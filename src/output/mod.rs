use crate::allocation::{AllocationMethod, BandLevel};
use crate::calculator::AllocationResult;
use crate::error::TpnResult;
use log::info;
use std::fs::File;
use std::path::Path;

pub fn save_results<P: AsRef<Path>>(result: &AllocationResult, output_dir: P) -> TpnResult<()> {
    let output_path = output_dir.as_ref();

    // Component volumes
    save_mix(result, &output_path.join("mix.csv"))?;

    // Delivered nutrients against targets
    save_nutrients(result, &output_path.join("nutrients.csv"))?;

    // Whole result, trace included
    save_result_json(result, &output_path.join("result.json"))?;

    generate_report(result, output_path)?;

    info!("All results saved to {:?}", output_path);
    Ok(())
}

fn save_mix<P: AsRef<Path>>(result: &AllocationResult, path: P) -> TpnResult<()> {
    let mut writer = csv::Writer::from_path(path)?;

    writer.write_record(["COMPONENT", "ROLE", "VOLUME_ML_PER_DAY"])?;

    for component in &result.components {
        writer.write_record(&[
            component.name.clone(),
            component.role.to_string(),
            format!("{:.4}", component.volume_ml),
        ])?;
    }

    writer.flush()?;
    Ok(())
}

fn save_nutrients<P: AsRef<Path>>(result: &AllocationResult, path: P) -> TpnResult<()> {
    let mut writer = csv::Writer::from_path(path)?;

    writer.write_record([
        "NUTRIENT", "TOTAL", "UNIT", "PER_KG", "INPUT", "INPUT_UNIT", "STATUS",
    ])?;

    for total in &result.delivery.totals {
        let input = result.delivery.input(total.nutrient);
        let status = result
            .assessment(total.nutrient)
            .map(|a| a.status.to_string())
            .unwrap_or_else(|| "not computed".to_string());

        writer.write_record(&[
            total.nutrient.label().to_string(),
            format!("{:.4}", total.total),
            total.unit.clone(),
            format!("{:.4}", total.per_kg),
            input.map(|i| i.value.to_string()).unwrap_or_default(),
            input.map(|i| i.unit.clone()).unwrap_or_default(),
            status,
        ])?;
    }

    writer.flush()?;
    Ok(())
}

fn save_result_json<P: AsRef<Path>>(result: &AllocationResult, path: P) -> TpnResult<()> {
    let file = File::create(path)?;
    serde_json::to_writer_pretty(file, result)?;
    Ok(())
}

fn describe_method(method: &AllocationMethod) -> String {
    match method {
        AllocationMethod::Sequential { base_volume, rounds } => {
            format!("sequential, {:?} base volume, {} round(s)", base_volume, rounds)
        }
        AllocationMethod::ToleranceBand { level: BandLevel::Within, fraction } => {
            format!("tolerance band, within ±{:.0}%", fraction * 100.0)
        }
        AllocationMethod::ToleranceBand { level: BandLevel::Degraded, fraction } => {
            format!("tolerance band, degraded to ±{:.0}%", fraction * 100.0)
        }
        AllocationMethod::SequentialFallback { rounds } => {
            format!("sequential fallback after infeasible bands, {} round(s)", rounds)
        }
    }
}

/// Markdown summary of one calculation.
pub fn generate_report<P: AsRef<Path>>(result: &AllocationResult, output_dir: P) -> TpnResult<()> {
    let report_path = output_dir.as_ref().join("report.md");

    let mut mix_rows = String::new();
    for component in &result.components {
        mix_rows.push_str(&format!(
            "| {} | {} | {:.2} |\n",
            component.name, component.role, component.volume_ml
        ));
    }

    let mut nutrient_rows = String::new();
    for total in &result.delivery.totals {
        let (target, status) = match result.assessment(total.nutrient) {
            Some(a) => (format!("{:.2}", a.target), format!("{} ({:.1}%)", a.status, a.ratio * 100.0)),
            None => ("-".to_string(), "not computed".to_string()),
        };
        nutrient_rows.push_str(&format!(
            "| {} | {} | {:.2} | {} | {:.3} | {} |\n",
            total.nutrient.label(),
            target,
            total.total,
            total.unit,
            total.per_kg,
            status
        ));
    }

    let report_content = format!(
        r#"# TPN Admixture Report

Generated {}

## Overview
- **Base solution**: {}
- **Weight**: {} kg
- **Total water intake**: {:.2} mL/day
- **Method**: {}
- **Estimated energy**: {:.1} kcal/day

## Mix
| Component | Role | Volume (mL/day) |
|---|---|---|
{}| **Total** | | {:.2} |

## Nutrients
| Nutrient | Target | Delivered | Unit | Per kg | Status |
|---|---|---|---|---|---|
{}
## Calculation
{}
## Files Generated
- `mix.csv`: Component volumes
- `nutrients.csv`: Delivered nutrients with inputs and tolerance status
- `result.json`: Complete result including the calculation trace
"#,
        chrono::Local::now().format("%Y-%m-%d %H:%M:%S"),
        result.base_solution,
        result.weight_kg,
        result.budget_ml,
        describe_method(&result.method),
        result.energy_kcal(),
        mix_rows,
        result.total_volume(),
        nutrient_rows,
        result.trace.render(),
    );

    std::fs::write(report_path, report_content)?;
    Ok(())
}

#[cfg(test)]
mod tests {
    use super::*;
    use crate::catalog::{Additive, BaseSolution};
    use crate::config::CalculationConfig;
    use crate::nutrient::Nutrient;
    use crate::patient::PatientTargets;
    use crate::calculator::compute_allocation;
    use std::collections::HashMap;
    use tempfile::TempDir;

    #[test]
    fn test_save_results_writes_all_files() {
        let base = BaseSolution::new("D10", 10.0);
        let additives: HashMap<_, _> = [Additive::new("Sodium Phosphate")
            .with_per_ml(Nutrient::Sodium, 0.75)
            .with_per_ml(Nutrient::Phosphorus, 0.5)]
        .into_iter()
        .map(|a| (a.name.clone(), a))
        .collect();
        let targets = PatientTargets::new(1.33, 110.0)
            .include(Nutrient::Glucose, 7.0)
            .include(Nutrient::Sodium, 2.5);
        let result = compute_allocation(&targets, &base, &additives, &CalculationConfig::sequential()).unwrap();

        let dir = TempDir::new().unwrap();
        save_results(&result, dir.path()).unwrap();

        let mut reader = csv::Reader::from_path(dir.path().join("mix.csv")).unwrap();
        let rows: Vec<csv::StringRecord> = reader.records().map(|r| r.unwrap()).collect();
        assert_eq!(rows.len(), 2);
        assert_eq!(&rows[0][0], "D10");
        assert_eq!(&rows[1][1], "sodium phosphate");

        let mut reader = csv::Reader::from_path(dir.path().join("nutrients.csv")).unwrap();
        let rows: Vec<csv::StringRecord> = reader.records().map(|r| r.unwrap()).collect();
        assert_eq!(rows.len(), Nutrient::ALL.len());
        let sodium = rows.iter().find(|r| &r[0] == "Na").unwrap();
        assert_eq!(&sodium[4], "2.5");
        assert_eq!(&sodium[6], "within");
        let zinc = rows.iter().find(|r| &r[0] == "Zn").unwrap();
        assert_eq!(&zinc[6], "not computed");

        let json = std::fs::read_to_string(dir.path().join("result.json")).unwrap();
        let restored: AllocationResult = serde_json::from_str(&json).unwrap();
        assert_eq!(restored.components.len(), result.components.len());
        assert_eq!(restored.method, result.method);
        assert_eq!(restored.trace, result.trace);
        assert!((restored.total_volume() - 146.3).abs() < 1e-6);

        let report = std::fs::read_to_string(dir.path().join("report.md")).unwrap();
        assert!(report.contains("| Sodium Phosphate | sodium phosphate |"));
        assert!(report.contains("1. **Total water intake**"));
    }
}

### What is expected
Could you set down, word for word, only the lines above from the line with "## Files Generated" to the line with "use std::collections::HashMap;", including both?

### Reply to the exercise
## Files Generated
- `mix.csv`: Component volumes
- `nutrients.csv`: Delivered nutrients with inputs and tolerance status
- `result.json`: Complete result including the calculation trace
"#,
        chrono::Local::now().format("%Y-%m-%d %H:%M:%S"),
        result.base_solution,
        result.weight_kg,
        result.budget_ml,
        describe_method(&result.method),
        result.energy_kcal(),
        mix_rows,
        result.total_volume(),
        nutrient_rows,
        result.trace.render(),
    );

    std::fs::write(report_path, report_content)?;
    Ok(())
}

#[cfg(test)]
mod tests {
    use super::*;
    use crate::catalog::{Additive, BaseSolution};
    use crate::config::CalculationConfig;
    use crate::nutrient::Nutrient;
    use crate::patient::PatientTargets;
    use crate::calculator::compute_allocation;
    use std::collections::HashMap;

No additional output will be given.